And, tragically, charities working at the coalface like the Salvation Army say the issue is under-investigated, in other words, things are even worse than the figures show. All of this is why Paul Green, a Christian Democrat and member of the upper house in NSW, introduced the Modern Slavery Bill on behalf of a team of campaigners called the Modern Slavery Working Group. If passed by the Parliament, the bill will make existing laws even stronger, and an anti-slavery Commissioner will be appointed to clamp down on forced labour and human trafficking in NSW.

Businesses will also be required to ‘slave-proof’ their supply chains to ensure ethical work practices in overseas manufacturing. In his speech while tabling the bill, Mr Green described human trafficking as a “transnational crime that preys on society’s most vulnerable.” He called on the NSW parliament to lead the way for Australia in eradicating slavery, and echoed the words of William Wilberforce, the 18th century hero of abolition, with the statement, ‘You may choose to look the other way, but you can never say again that you did not know’.

Speaking to Stephen O’Doherty on Hope 103.2s Open House, Mr Green said ‘modern slavery’ covers a wide gamut of crimes, including forced labour, servitude forced marriage, debt bondage, deceptive recruiting, and even organ trafficking. As if that list weren’t shocking enough, the newest crime to be added is cybersex trafficking. That’s the sexual abuse of children, live-streamed over the web for people to watch in Western countries, including Australia. Mr Green, who chaired a year-long enquiry into the issue, said he was surprised just how much trafficking happens under our noses.
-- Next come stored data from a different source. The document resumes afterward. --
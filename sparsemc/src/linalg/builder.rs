//! Incremental construction of [`SparseMatrix`] values.

use std::collections::TryReserveError;

use super::{MatrixEntry, fields::PseudoField, sparse::SparseMatrix};

/// Write-once builder for a [`SparseMatrix`].
///
/// Entries have to be supplied row by row: the row of every call to
/// [`add_next_value`](Self::add_next_value) must not be smaller than the row of the
/// previous call. Violating this is a bug in the caller and panics.
///
/// ```
/// use sparsemc::MatrixBuilder;
///
/// let mut builder = MatrixBuilder::new(3, 2, 3, true, false);
/// builder.new_row_group(0);
/// builder.add_next_value(0, 1, 1.0);
/// builder.add_next_value(1, 0, 0.5);
/// builder.add_next_value(1, 1, 0.5);
/// builder.new_row_group(2);
/// builder.add_next_value(2, 1, 1.0);
/// let matrix = builder.build();
///
/// assert_eq!(matrix.row_count(), 3);
/// assert_eq!(matrix.row_group_count(), 2);
/// assert_eq!(matrix.row_group(0).len(), 3);
/// ```
#[derive(Debug)]
pub struct MatrixBuilder<F> {
    /// Row count given on construction, enforced by [`build`](Self::build) if
    /// `force_dimensions` is set.
    row_count: usize,
    /// Column count given on construction, enforced by [`build`](Self::build) if
    /// `force_dimensions` is set.
    column_count: usize,
    force_dimensions: bool,
    row_grouping: bool,

    entries: Vec<MatrixEntry<F>>,
    /// Start offsets of all rows opened so far.
    row_indications: Vec<usize>,
    row_group_indications: Vec<usize>,

    last_row: Option<usize>,
    highest_column: Option<usize>,
}

impl<F: PseudoField> MatrixBuilder<F> {
    /// Creates a builder for a matrix with the given dimensions and number of entries.
    ///
    /// The dimensions are used to reserve memory. If *force_dimensions* is set, the
    /// built matrix has exactly *rows* rows and *columns* columns, padding trailing
    /// empty rows. Otherwise, the dimensions are derived from the inserted entries.
    pub fn new(
        rows: usize,
        columns: usize,
        entries: usize,
        row_grouping: bool,
        force_dimensions: bool,
    ) -> Self {
        let mut row_indications = Vec::with_capacity(rows + 1);
        row_indications.push(0);
        Self {
            row_count: rows,
            column_count: columns,
            force_dimensions,
            row_grouping,
            entries: Vec::with_capacity(entries),
            row_indications,
            row_group_indications: Vec::with_capacity(if row_grouping { rows + 1 } else { 0 }),
            last_row: None,
            highest_column: None,
        }
    }

    /// Like [`new`](Self::new) but reports a failure to reserve the memory instead of
    /// aborting.
    pub fn try_new(
        rows: usize,
        columns: usize,
        entries: usize,
        row_grouping: bool,
        force_dimensions: bool,
    ) -> Result<Self, TryReserveError> {
        let mut builder = Self::new(0, columns, 0, row_grouping, force_dimensions);
        builder.row_count = rows;
        builder.entries.try_reserve_exact(entries)?;
        builder.row_indications.try_reserve_exact(rows)?;
        if row_grouping {
            builder
                .row_group_indications
                .try_reserve_exact(rows.saturating_add(1))?;
        }
        Ok(builder)
    }

    /// Starts a new row group beginning at *first_row*.
    ///
    /// # Panics
    ///
    /// Panics if the builder has no row grouping, if the first group does not start at
    /// row $0$, or if *first_row* is not greater than the start of the previous group
    /// and every row written so far.
    pub fn new_row_group(&mut self, first_row: usize) {
        assert!(self.row_grouping, "Matrix builder has no row grouping.");
        match self.row_group_indications.last() {
            Some(&previous) => assert!(
                first_row > previous,
                "Row groups must be strictly increasing. (First row: {first_row}, previous group: {previous})"
            ),
            None => assert!(first_row == 0, "The first row group must start at row 0."),
        }
        if let Some(last_row) = self.last_row {
            assert!(
                first_row > last_row,
                "Row group starting at {first_row} would contain the already written row {last_row}."
            );
        }
        self.row_group_indications.push(first_row);
    }

    /// Appends an entry with the given *value* at *row* and *column*.
    ///
    /// # Panics
    ///
    /// Panics if *row* is smaller than the row of a previous call, if *row* lies before
    /// the current row group, or if the entry is out of the forced dimensions.
    pub fn add_next_value(&mut self, row: usize, column: usize, value: F) {
        if let Some(last_row) = self.last_row {
            assert!(
                row >= last_row,
                "Rows must be added in non-decreasing order. (Row: {row}, last row: {last_row})"
            );
        }
        if let Some(&group_start) = self.row_group_indications.last() {
            assert!(
                row >= group_start,
                "Row {row} lies before the current row group starting at {group_start}."
            );
        }
        if self.force_dimensions {
            assert!(
                row < self.row_count && column < self.column_count,
                "Entry ({row}, {column}) exceeds the forced dimensions {} x {}.",
                self.row_count,
                self.column_count
            );
        }
        self.open_rows(row + 1);
        self.entries.push(MatrixEntry::new(column, value));
        self.last_row = Some(row);
        self.highest_column = Some(self.highest_column.map_or(column, |c| c.max(column)));
    }

    /// The number of entries added so far.
    pub fn entry_count(&self) -> usize {
        self.entries.len()
    }

    /// Makes sure offsets for the first *rows* rows are recorded. Rows opened here
    /// start at the current end of the entries.
    fn open_rows(&mut self, rows: usize) {
        while self.row_indications.len() < rows {
            self.row_indications.push(self.entries.len());
        }
    }

    /// Finalizes the matrix.
    pub fn build(mut self) -> SparseMatrix<F> {
        let mut row_count = self.last_row.map_or(0, |row| row + 1);
        if let Some(&group_start) = self.row_group_indications.last() {
            row_count = row_count.max(group_start + 1);
        }
        let column_count = if self.force_dimensions {
            assert!(
                row_count <= self.row_count,
                "Matrix has {row_count} rows but {} were forced.",
                self.row_count
            );
            row_count = self.row_count;
            self.column_count
        } else {
            self.highest_column.map_or(0, |column| column + 1)
        };

        self.open_rows(row_count);
        self.row_indications.push(self.entries.len());

        let row_group_indications = if self.row_grouping {
            assert!(
                row_count == 0 || !self.row_group_indications.is_empty(),
                "Matrix with row grouping has rows but no row groups."
            );
            self.row_group_indications.push(row_count);
            Some(self.row_group_indications.into())
        } else {
            None
        };

        SparseMatrix::from_parts(
            column_count,
            self.entries.into(),
            self.row_indications.into(),
            row_group_indications,
        )
    }
}
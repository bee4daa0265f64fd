use std::collections::VecDeque;

use log::info;
use serde::Serialize;
use sparsemc::{
    Direction, GraphTransitions, ParseResult, SparseMatrix, linalg::fields::PseudoField,
};

/// Statistics about a parsed model.
#[derive(Debug, Clone, Serialize)]
#[serde(rename_all = "kebab-case")]
pub struct Summary {
    pub states: usize,
    pub rows: usize,
    pub groups: usize,
    pub columns: usize,
    pub entries: usize,
    pub stochastic: bool,
    pub deadlocks: Vec<usize>,
    pub reachable: usize,
    pub reaching_deadlocks: usize,
    pub matrix_bytes: usize,
    pub graph_bytes: usize,
    #[serde(skip_serializing_if = "Option::is_none")]
    pub rewards: Option<RewardSummary>,
}

#[derive(Debug, Clone, Serialize)]
#[serde(rename_all = "kebab-case")]
pub struct RewardSummary {
    pub entries: usize,
    pub matrix_bytes: usize,
}

/// States visited by a breadth-first search from *initial* along *graph*.
fn explore(graph: &GraphTransitions, initial: impl IntoIterator<Item = usize>) -> Vec<bool> {
    let mut visited = vec![false; graph.state_count()];
    let mut queue = VecDeque::new();
    for state in initial {
        if !visited[state] {
            visited[state] = true;
            queue.push_back(state);
        }
    }
    while let Some(state) = queue.pop_front() {
        for &next in graph.successors(state) {
            if !visited[next] {
                visited[next] = true;
                queue.push_back(next);
            }
        }
    }
    visited
}

fn count(visited: &[bool]) -> usize {
    visited.iter().filter(|&&visited| visited).count()
}

pub fn summarize<F: PseudoField>(
    model: &ParseResult<F>,
    rewards: Option<&SparseMatrix<F>>,
) -> Summary {
    let forward = GraphTransitions::new(&model.matrix, Direction::Forward);
    let backward = GraphTransitions::new(&model.matrix, Direction::Backward);
    let reachable = if forward.state_count() > 0 {
        count(&explore(&forward, [0]))
    } else {
        0
    };
    let reaching_deadlocks = count(&explore(&backward, model.deadlocks.iter().copied()));

    Summary {
        states: model.state_count(),
        rows: model.matrix.row_count(),
        groups: model.matrix.row_group_count(),
        columns: model.matrix.column_count(),
        entries: model.matrix.entry_count(),
        stochastic: model.matrix.is_stochastic(),
        deadlocks: model.deadlocks.clone(),
        reachable,
        reaching_deadlocks,
        matrix_bytes: model.matrix.size_in_memory(),
        graph_bytes: forward.size_in_memory() + backward.size_in_memory(),
        rewards: rewards.map(|rewards| RewardSummary {
            entries: rewards.entry_count(),
            matrix_bytes: rewards.size_in_memory(),
        }),
    }
}

impl Summary {
    pub fn log(&self) {
        info!(
            "Model: {} states, {} row groups, {} rows, {} columns, {} entries.",
            self.states, self.groups, self.rows, self.columns, self.entries
        );
        info!("Stochastic: {}.", self.stochastic);
        if !self.deadlocks.is_empty() {
            info!(
                "{} deadlock(s) repaired, {} state(s) can reach one of them.",
                self.deadlocks.len(),
                self.reaching_deadlocks
            );
        }
        info!("{} state(s) reachable from state 0.", self.reachable);
        info!(
            "Memory: matrix {} bytes, graphs {} bytes.",
            self.matrix_bytes, self.graph_bytes
        );
        if let Some(rewards) = &self.rewards {
            info!(
                "Rewards: {} entries, {} bytes.",
                rewards.entries, rewards.matrix_bytes
            );
        }
    }
}
use std::{
    fmt::Display,
    ops::{Add, Mul},
};

use rug::{Integer, ops::Pow};

use super::{Almost, FromRational, PseudoField};

/// An arbitrary-precision rational number implementing [`PseudoField`].
///
/// Currently this is based on [`rug::Rational`]. Decimal tokens are converted exactly,
/// i.e., `0.1` becomes $\frac{1}{10}$ and not the closest double.
#[derive(Clone, PartialEq, Eq, PartialOrd, Ord, Debug, Hash)]
pub struct Rational(rug::Rational);

impl Rational {
    pub fn numer(&self) -> String {
        self.0.numer().to_string()
    }

    pub fn denom(&self) -> String {
        self.0.denom().to_string()
    }

    pub fn to_f64(&self) -> f64 {
        self.0.to_f64()
    }
}

/// Parses a decimal number with optional sign, fraction and exponent exactly.
fn parse_decimal(text: &str) -> Option<rug::Rational> {
    let (mantissa, exponent) = match text.find(['e', 'E']) {
        Some(idx) => (&text[..idx], text[idx + 1..].parse::<i64>().ok()?),
        None => (text, 0),
    };
    let (negative, mantissa) = match mantissa.strip_prefix('-') {
        Some(rest) => (true, rest),
        None => (false, mantissa.strip_prefix('+').unwrap_or(mantissa)),
    };
    let (integral, fractional) = mantissa.split_once('.').unwrap_or((mantissa, ""));
    if integral.is_empty() && fractional.is_empty() {
        return None;
    }
    if !integral
        .chars()
        .chain(fractional.chars())
        .all(|c| c.is_ascii_digit())
    {
        return None;
    }

    let digits = Integer::from_str_radix(&format!("{integral}{fractional}"), 10).ok()?;
    let mut value = rug::Rational::from(digits);
    let scale = exponent.checked_sub(i64::try_from(fractional.len()).ok()?)?;
    let power = Integer::from(10).pow(u32::try_from(scale.unsigned_abs()).ok()?);
    if scale < 0 {
        value /= power;
    } else {
        value *= power;
    }
    if negative {
        value = -value;
    }
    Some(value)
}

impl FromRational for Rational {
    fn from_rational(numerator: &str, denominator: &str) -> Option<Self> {
        let numerator = parse_decimal(numerator)?;
        let denominator = parse_decimal(denominator)?;
        if denominator == 0 {
            return None;
        }
        Some(Self(numerator / denominator))
    }
}

impl Almost for Rational {
    fn cmp_eq(&self, other: &Self) -> bool {
        self.eq(other)
    }
}

impl Display for Rational {
    fn fmt(&self, f: &mut std::fmt::Formatter<'_>) -> std::fmt::Result {
        if self.denom() == *"1" {
            write!(f, "{}", self.numer())
        } else {
            write!(f, "{}/{}", self.numer(), self.denom())
        }
    }
}

impl From<Rational> for f64 {
    fn from(rational: Rational) -> Self {
        rational.0.to_f64()
    }
}

impl num_traits::One for Rational {
    fn one() -> Self {
        Self(rug::Rational::from(1))
    }

    fn is_one(&self) -> bool {
        self.0 == 1
    }
}

impl num_traits::Zero for Rational {
    fn zero() -> Self {
        Self(rug::Rational::new())
    }

    fn is_zero(&self) -> bool {
        self.0 == 0
    }
}

impl Add for Rational {
    type Output = Self;
    fn add(self, rhs: Self) -> Self::Output {
        Self(self.0 + rhs.0)
    }
}

impl Mul for Rational {
    type Output = Self;
    fn mul(self, rhs: Self) -> Self::Output {
        Self(self.0 * rhs.0)
    }
}

impl PseudoField for Rational {
    fn add_assign(&mut self, rhs: &Self) {
        self.0 += &rhs.0;
    }

    fn mul_assign(&mut self, rhs: &Self) {
        self.0 *= &rhs.0;
    }

    fn less_than(&self, other: &Self) -> bool {
        self.0 < other.0
    }
}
“One of the reasons we called the enquiry was that we know human trafficking happens around the world to about 45.8 million people, and 4000 cases in Australia have been identified (emphasis mine), so it was very important to ask what’s happening in our state,” he said. “It opens your eyes.
I travelled to the USA and spoke with the FBI, the LAPD, Homeland Security and a lot of agencies, and it starts to open your eyes to what massage parlours are doing, what the nail salons are doing. You wonder about the workers in there. The hospitality area is not short of having people in slave-like conditions, they have to work all day, they’re not allowed to leave the shop.”
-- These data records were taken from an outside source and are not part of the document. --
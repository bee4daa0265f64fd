use super::{Almost, FromRational, PseudoField};

/// Relative tolerance used by [`Almost::cmp_eq`] on doubles.
const RELATIVE_TOLERANCE: f64 = 1e-12;

impl FromRational for f64 {
    fn from_rational(numerator: &str, denominator: &str) -> Option<Self> {
        let numerator = numerator.parse::<f64>().ok()?;
        let denominator = denominator.parse::<f64>().ok()?;
        let value = numerator / denominator;
        value.is_finite().then_some(value)
    }
}

impl Almost for f64 {
    fn cmp_eq(&self, other: &Self) -> bool {
        let scale = self.abs().max(other.abs()).max(1.0);
        (self - other).abs() <= RELATIVE_TOLERANCE * scale
    }
}

impl PseudoField for f64 {
    fn add_assign(&mut self, rhs: &Self) {
        *self += *rhs;
    }

    fn mul_assign(&mut self, rhs: &Self) {
        *self *= *rhs;
    }

    fn less_than(&self, other: &Self) -> bool {
        *self < *other
    }
}

#[cfg(test)]
mod tests {
    use super::*;

    #[test]
    fn parses_decimal_tokens() {
        assert_eq!(f64::from_rational("0.25", "1"), Some(0.25));
        assert_eq!(f64::from_rational("1e-3", "1"), Some(0.001));
        assert_eq!(f64::from_rational("1", "4"), Some(0.25));
    }

    #[test]
    fn rejects_malformed_and_non_finite_tokens() {
        assert_eq!(f64::from_rational("0,5", "1"), None);
        assert_eq!(f64::from_rational("1", "0"), None);
        assert_eq!(f64::from_rational("NaN", "1"), None);
        assert_eq!(f64::from_rational("inf", "1"), None);
    }

    #[test]
    fn probability_bounds() {
        assert!(0.0_f64.is_probability());
        assert!(1.0_f64.is_probability());
        assert!(!1.5_f64.is_probability());
        assert!(!(-0.1_f64).is_probability());
        assert!((-0.1_f64).is_negative());
    }

    #[test]
    fn almost_equal_sums() {
        let mut sum = 0.0_f64;
        for _ in 0..10 {
            PseudoField::add_assign(&mut sum, &0.1);
        }
        assert!(sum != 1.0);
        assert!(sum.cmp_eq(&1.0));
        assert!(!0.9_f64.cmp_eq(&1.0));
    }
}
An anti-slavery commissioner would have the full-time job of helping stamp out the work of traffickers, and see vulnerable people not only rescued, but rehabilitated. The legislation calls for a compassionate approach to victims. The community also has a role to play in spotting the signs of human trafficking. “The commissioner would be in charge of education programs, teaching young people about the warning signs of human trafficking,” Mr Green said. “They would work co-operatively with potential suspected human trafficking issues, and prepare and publish an annual report to the parliament,” Mr Green said.

The bill has support from both the NSW government and the Opposition, and Mr Green hopes it will be passed by mid-2018. “If it stalls, it will be for political reasons, and I don’t think politics should interfere with trying to do this particular legislation,” he said. “This is above politics, it’s about helping people without a voice to be rescued and restored.” While Mr Green chaired the government committee for modern slavery, it is an issue being tackled by many passionate organisations and individuals, he said. “A lot of good people did a lot of good work on this and I’ve had the privilege to be the vessel to carry it. It is one of my passions.”
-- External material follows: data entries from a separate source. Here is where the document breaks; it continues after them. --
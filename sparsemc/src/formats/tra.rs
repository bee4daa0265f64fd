//! The explicit transition-list format.
//!
//! Every line of a transition file describes one entry of the transition matrix of a
//! Markov decision process:
//!
//! ```text
//! <source> <choice> <target> <probability> [ignored...]
//! ```
//!
//! Lines are sorted by source state and, within a state, by choice. Choices of a state
//! are numbered 0, 1, 2, ... without gaps. Lines with the same source and choice form
//! one row of the matrix, i.e., one probability distribution. An optional first line not starting with a digit (a format hint
//! such as `mdp`) is skipped. The fourth column of PRISM exports may carry an action
//! label, everything after the value is ignored.
//!
//! Transition *reward* files have the same format with non-negative rewards instead of
//! probabilities. Their rows are aligned to the rows of an already parsed transition
//! matrix.
//!
//! The input is scanned twice. The first pass computes the dimensions of the matrix,
//! the second pass fills a [`MatrixBuilder`] of exactly that size. Both passes run the
//! same row layout to map lines to rows, so they cannot disagree on the dimensions.

use std::ops::Range;

use log::{debug, error, info, warn};

use crate::linalg::{builder::MatrixBuilder, fields::PseudoField};

use super::{Cursor, ParseError, ParseResult, ParserSettings};

/// Parses a transition file.
///
/// States without outgoing transitions are deadlocks. With
/// [`ParserSettings::fix_deadlocks`] they get a self-loop, otherwise the whole file is
/// rejected after reporting all of them.
pub fn parse_transitions<F: PseudoField>(
    input: &str,
    settings: &ParserSettings,
) -> Result<ParseResult<F>, ParseError> {
    parse(input, Layout::Transitions, settings.fix_deadlocks)
}

/// Parses a transition reward file for the transition matrix of *reference*.
///
/// The reward matrix has the same rows, row groups and columns as the reference
/// matrix. Rows for which the file lists no rewards stay empty.
pub fn parse_rewards<F: PseudoField, G: PseudoField>(
    input: &str,
    reference: &ParseResult<G>,
) -> Result<ParseResult<F>, ParseError> {
    let row_mapping = reference.row_mapping.as_slice();
    if row_mapping.first() != Some(&0) || row_mapping.windows(2).any(|rows| rows[0] >= rows[1]) {
        return Err(ParseError::Range(
            "The row mapping of the transition matrix is not strictly increasing.".to_owned(),
        ));
    }
    let layout = Layout::Rewards {
        row_mapping,
        columns: reference.matrix.column_count(),
        entries: reference.matrix.entry_count(),
    };
    parse(input, layout, false)
}

/// Sizing information computed by the first pass.
#[derive(Clone, Copy, Debug, Default, PartialEq, Eq)]
pub(crate) struct FirstPassResult {
    pub highest_state_index: usize,
    pub number_of_nonzero_entries: usize,
    pub number_of_choices: usize,
}

/// Where the rows of the matrix come from.
#[derive(Clone, Copy, Debug)]
enum Layout<'r> {
    /// Rows are allocated in the order of the file.
    Transitions,
    /// Rows are dictated by an existing transition matrix.
    Rewards {
        row_mapping: &'r [usize],
        columns: usize,
        entries: usize,
    },
}

impl Layout<'_> {
    fn is_rewards(&self) -> bool {
        matches!(self, Layout::Rewards { .. })
    }
}
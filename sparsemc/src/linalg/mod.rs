//! Data structures for sparse transition matrices.

use itertools::Itertools;

pub mod builder;
pub mod fields;
pub mod sparse;

/// A nonzero entry of a [`SparseMatrix`](sparse::SparseMatrix): the column and the
/// value stored in it.
#[derive(Clone, Debug, PartialEq, Eq)]
pub struct MatrixEntry<F> {
    pub column: usize,
    pub value: F,
}

impl<F> MatrixEntry<F> {
    pub fn new(column: usize, value: F) -> Self {
        Self { column, value }
    }
}

/// Checks that *offsets* is a valid offset table into an array of length *end*.
///
/// The first offset must be $0$, the last *end*, and the offsets must be
/// non-decreasing (strictly increasing if *strict* is set).
pub(crate) fn is_offset_table(offsets: &[usize], end: usize, strict: bool) -> bool {
    offsets.first() == Some(&0)
        && offsets.last() == Some(&end)
        && offsets
            .iter()
            .tuple_windows()
            .all(|(lhs, rhs)| if strict { lhs < rhs } else { lhs <= rhs })
}
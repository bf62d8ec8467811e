// src/processing/pipeline.rs
//! End-to-end similarity analysis
//!
//! Ties the stages together: feature matrices for the reference region and
//! the whole target, distance scoring against the reference prototype, and
//! clustering or parameter search over the resulting curve. Runs
//! synchronously on the calling thread; every artifact is returned by value
//! so re-invocation never accumulates state from a previous pass.

use crate::audio::{Region, SampleBuffer};
use crate::config::AnalysisConfig;
use crate::error::AnalysisResult;
use crate::processing::clustering::{cluster_regions, ClusterParameters};
use crate::processing::distance::{compute_distances, DistanceCurve};
use crate::processing::features::FeatureExtractor;
use crate::processing::search::{grid_search, halving_search, SearchOutcome, SearchParameters};
use std::time::Instant;

/// Similarity analysis controller
///
/// Owns the validated configuration and the feature extractor; one instance
/// drives at most one analysis at a time.
pub struct SimilarityAnalyzer {
    config: AnalysisConfig,
    extractor: FeatureExtractor,
}

impl SimilarityAnalyzer {
    /// Create an analyzer from configuration
    ///
    /// # Errors
    ///
    /// Returns a configuration error if validation fails.
    pub fn new(config: AnalysisConfig) -> AnalysisResult<Self> {
        let extractor = FeatureExtractor::new(&config)?;
        Ok(Self { config, extractor })
    }

    /// The analyzer's configuration
    pub fn config(&self) -> &AnalysisConfig {
        &self.config
    }

    /// The underlying feature extractor
    pub fn extractor(&self) -> &FeatureExtractor {
        &self.extractor
    }

    /// Score every target block against the reference region
    ///
    /// Extracts the reference feature matrix from `reference_region` of
    /// `reference`, the target matrix from the whole of `target`, and
    /// returns a freshly built distance curve. An empty feature selection
    /// yields an empty curve.
    pub fn analyze(
        &self,
        reference: &SampleBuffer,
        reference_region: Region,
        target: &SampleBuffer,
    ) -> AnalysisResult<DistanceCurve> {
        let started = Instant::now();
        let selection = &self.config.features;

        let ref_matrix =
            self.extractor
                .compute_feature_matrix(reference, selection, reference_region)?;
        tracing::debug!(
            rows = ref_matrix.nrows(),
            elapsed_ms = started.elapsed().as_secs_f32() * 1000.0,
            "reference features ready"
        );

        let target_matrix =
            self.extractor
                .compute_feature_matrix(target, selection, Region::full())?;
        tracing::debug!(
            rows = target_matrix.nrows(),
            elapsed_ms = started.elapsed().as_secs_f32() * 1000.0,
            "target features ready"
        );

        let curve = compute_distances(&ref_matrix, &target_matrix)?;
        tracing::debug!(
            blocks = curve.len(),
            max_distance = curve.max_distance(),
            elapsed_ms = started.elapsed().as_secs_f32() * 1000.0,
            "analysis finished"
        );
        Ok(curve)
    }

    /// Cluster a distance curve with explicit parameters
    pub fn cluster(
        &self,
        curve: &DistanceCurve,
        params: &ClusterParameters,
    ) -> AnalysisResult<Vec<Region>> {
        cluster_regions(curve, params)
    }

    /// Search the threshold grid for the given target
    pub fn search_grid(
        &self,
        curve: &DistanceCurve,
        search: &SearchParameters,
    ) -> AnalysisResult<SearchOutcome> {
        grid_search(curve, search)
    }

    /// Run the boundary-halving threshold search for the given target
    pub fn search_halving(
        &self,
        curve: &DistanceCurve,
        search: &SearchParameters,
    ) -> AnalysisResult<SearchOutcome> {
        halving_search(curve, search)
    }
}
One of the many working hard behind the scenes on the issue is Caroly Houmes, the chief executive of International Justice Mission in Australia. She was at Parliament House to see the bill being tabled, and said she felt history was being made. “It was quite a moment how he addressed the issue, and there was a lot of support in the room,” she said. “So it felt like we were part of something that will change the course of history, because five or ten years ago this was a topic lots of people didn’t think about or didn’t know about.

“He just put the issue on the forefront of the NSW political agenda. He has made everyone very aware of what modern-day slavery is. What is significant for us at International Justice Mission is that it recognises cybersex trafficking as a form of modern-day slavery, making it the serious crime that it actually is, and how we in Australia contribute to the demand side of that. She said society cannot turn a blind eye to the evils of slavery. Slavery exists because we let it exist,” she said. “This bill introduces various solutions to how we can combat it together.”

Source: Hope 103.2

KEEP PRAYING INTO THIS!

Self-sabotaging God’s Provision

Today I received a powerful lesson, using the simplest every-day example!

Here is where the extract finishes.